The consolidation and conditions for the transfer of copyright (identification of authorship) is carried out in the License Agreement. In particular, the authors reserve the right to the authorship of their manuscript and transfer the first publication of this work to the journal under the terms of the Creative Commons CC BY license. At the same time, they have the right to conclude on their own additional agreements concerning the non-exclusive distribution of the work in the form in which it was published by this journal, but provided that the link to the first publication of the article in this journal is preserved.
A license agreement is a document in which the author warrants that he/she owns all copyright for the work (manuscript, article, etc.).
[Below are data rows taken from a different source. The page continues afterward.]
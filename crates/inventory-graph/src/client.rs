//! Neo4j connection management and the shared graph client.

use neo4rs::{ConfigBuilder, Graph, Query};

use inventory_core::config::Neo4jSettings;
use inventory_core::InventoryError;

use crate::cypher::CypherQuery;

/// Errors from graph operations.
#[derive(Debug, thiserror::Error)]
pub enum GraphError {
    #[error("Neo4j connection error: {0}")]
    Connection(String),

    #[error("Neo4j query error: {0}")]
    Query(#[from] neo4rs::Error),

    #[error("No {what} with element id {element_id}")]
    NotFound { what: String, element_id: String },

    #[error("Serialization error: {0}")]
    Serialization(String),
}

impl From<GraphError> for InventoryError {
    fn from(err: GraphError) -> Self {
        InventoryError::backend(crate::backend::NAME, err)
    }
}

/// Configuration for connecting to Neo4j.
#[derive(Debug, Clone)]
pub struct GraphConfig {
    pub uri: String,
    pub user: String,
    pub password: String,
    pub max_connections: u32,
    pub fetch_size: usize,
}

impl Default for GraphConfig {
    fn default() -> Self {
        Self::from(&Neo4jSettings::default())
    }
}

impl From<&Neo4jSettings> for GraphConfig {
    fn from(settings: &Neo4jSettings) -> Self {
        Self {
            uri: settings.uri.clone(),
            user: settings.user.clone(),
            password: settings.password.clone(),
            max_connections: settings.max_connections,
            fetch_size: settings.fetch_size,
        }
    }
}

/// Thread-safe Neo4j graph client with connection pooling.
///
/// Clone is cheap (inner Arc).
#[derive(Clone)]
pub struct GraphClient {
    graph: Graph,
}

impl GraphClient {
    /// Connect to Neo4j with the given configuration.
    pub async fn connect(config: &GraphConfig) -> Result<Self, GraphError> {
        let neo_config = ConfigBuilder::default()
            .uri(&config.uri)
            .user(&config.user)
            .password(&config.password)
            .max_connections(config.max_connections as usize)
            .fetch_size(config.fetch_size)
            .build()
            .map_err(|e| GraphError::Connection(e.to_string()))?;

        let graph = Graph::connect(neo_config)
            .await
            .map_err(|e| GraphError::Connection(e.to_string()))?;

        tracing::info!(uri = %config.uri, "Connected to Neo4j");
        Ok(Self { graph })
    }

    /// Execute a write-only query (CREATE, MERGE, DELETE, SET).
    pub async fn run(&self, query: Query) -> Result<(), GraphError> {
        self.graph.run(query).await?;
        Ok(())
    }

    /// Execute a read query and collect all rows.
    pub async fn query_rows(&self, query: Query) -> Result<Vec<neo4rs::Row>, GraphError> {
        let mut stream = self.graph.execute(query).await?;
        let mut rows = Vec::new();
        while let Some(row) = stream.next().await? {
            rows.push(row);
        }
        Ok(rows)
    }

    /// Run a statement produced by the Cypher builders and collect its rows.
    pub async fn fetch(&self, statement: CypherQuery) -> Result<Vec<neo4rs::Row>, GraphError> {
        tracing::trace!(cypher = %statement.text, "Executing statement");
        self.query_rows(statement.into_query()).await
    }
}

/// Read a column from a row, reporting the column name on failure.
pub(crate) fn column<'r, T>(row: &'r neo4rs::Row, name: &str) -> Result<T, GraphError>
where
    T: serde::Deserialize<'r>,
{
    row.get::<T>(name)
        .map_err(|e| GraphError::Serialization(format!("Failed to read column '{name}': {e}")))
}
use thiserror::Error;

use crate::kind::EntityKind;

/// Top-level error type for inventory operations.
///
/// Logical failures (not found, collisions, invalid input) are kept apart from
/// [`InventoryError::Backend`], which carries storage failures unchanged.
#[derive(Error, Debug)]
pub enum InventoryError {
    #[error("No {kind} found on path {filters}")]
    EntityNotFound { kind: EntityKind, filters: String },

    #[error("{kind} already exists at {path}")]
    EntityAlreadyExists { kind: EntityKind, path: String },

    #[error("Expected exactly one {kind} on path {filters} but found {count}")]
    AmbiguousResult {
        kind: EntityKind,
        count: usize,
        filters: String,
    },

    #[error("Relationship {id} not found from {source_kind} on path {filters}")]
    RelationNotFound {
        source_kind: EntityKind,
        id: String,
        filters: String,
    },

    #[error("Relationship '{label}' from {from} to {to} already exists")]
    RelationAlreadyExists {
        label: String,
        from: String,
        to: String,
    },

    #[error("Invalid path: {0}")]
    InvalidPath(String),

    #[error("Cannot convert {actual} to {expected}")]
    Conversion { expected: String, actual: String },

    #[error("Illegal argument: {0}")]
    IllegalArgument(String),

    #[error("Unsupported operation: {0}")]
    Unsupported(String),

    #[error("Backend error ({backend}): {source}")]
    Backend {
        backend: String,
        #[source]
        source: anyhow::Error,
    },

    #[error("Serialization error: {0}")]
    Serialization(#[from] serde_json::Error),

    #[error("Configuration error: {0}")]
    Config(#[from] config::ConfigError),
}

impl InventoryError {
    /// Wrap a storage failure without translating it.
    pub fn backend(backend: impl Into<String>, source: impl Into<anyhow::Error>) -> Self {
        Self::Backend {
            backend: backend.into(),
            source: source.into(),
        }
    }

    /// True for the "exactly one expected, none found" family of failures.
    pub fn is_not_found(&self) -> bool {
        matches!(
            self,
            Self::EntityNotFound { .. } | Self::RelationNotFound { .. }
        )
    }
}

pub type Result<T> = std::result::Result<T, InventoryError>;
The authors, signing the License Agreement with TECHNOLOGY CENTER PC, have all rights to the further use of their work, provided that they link to our edition in which the work was published.
According to the terms of the License Agreement, the Publisher TECHNOLOGY CENTER PC does not take away your copyrights and receives permission from the authors to use and dissemination of the publication through the world's scientific resources (own electronic resources, scientometric databases, repositories, libraries, etc.).
In the absence of a signed License Agreement or in the absence of this agreement of identifiers allowing to identify the identity of the author, the editors have no right to work with the manuscript.
It is important to remember that there is another type of agreement between authors and publishers – when copyright is transferred from the authors to the publisher. In this case, the authors lose ownership of their work and may not use it in any way.